◆ **Exercise requirements**: Take each line of the records below that contains the string "session" and copy it.

◆ **Supplied records**:
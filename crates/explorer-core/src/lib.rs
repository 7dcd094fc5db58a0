//! Filtering, facet counting and URL-state engine for the settings explorer.
//!
//! The crate has no display dependency. [`loader`] produces an annotated
//! [`explorer_model::Dataset`]; [`filter`] and [`facets`] are pure functions
//! over it; [`session::ExplorerSession`] ties them together as the state
//! machine a front-end drives.

pub mod anchor;
pub mod clipboard;
pub mod config;
pub mod controls;
pub mod debounce;
pub mod error;
pub mod facets;
pub mod filter;
pub mod loader;
pub mod search;
pub mod session;
pub mod shortcuts;
pub mod topics;
pub mod url_state;

pub use anchor::{anchor_id, deep_link, find_anchor, sanitize_anchor, setting_anchor};
pub use clipboard::{ClipboardBackend, CopyOutcome, copy_with_fallback};
pub use config::{DisplayConfig, ExplorerConfig, GeneralConfig, Theme, TimingConfig};
pub use controls::{ClickMode, Facet, click, click_facet};
pub use debounce::{Debouncer, SearchCadences};
pub use error::{ClipboardError, ConfigError, LoadError, Result};
pub use facets::{FacetCounts, FacetOptions, compute_counts, reconcile_selection};
pub use filter::{Criteria, Dimension, FilterState, Summary, filter_dataset, passes_filter};
pub use loader::{annotate, load_dataset, load_dataset_from_reader, parse_dataset};
pub use search::{matches_all, tokenize};
pub use session::{Effects, ExplorerSession, UiEvent};
pub use shortcuts::{KeyPress, Shortcut, shortcut_for};
pub use topics::{TopicRule, TopicRules};
pub use url_state::{UrlState, UrlSync};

◆ **Answer to this problem**:
//! over it; [`session::ExplorerSession`] ties them together as the state
pub mod session;
pub use session::{Effects, ExplorerSession, UiEvent};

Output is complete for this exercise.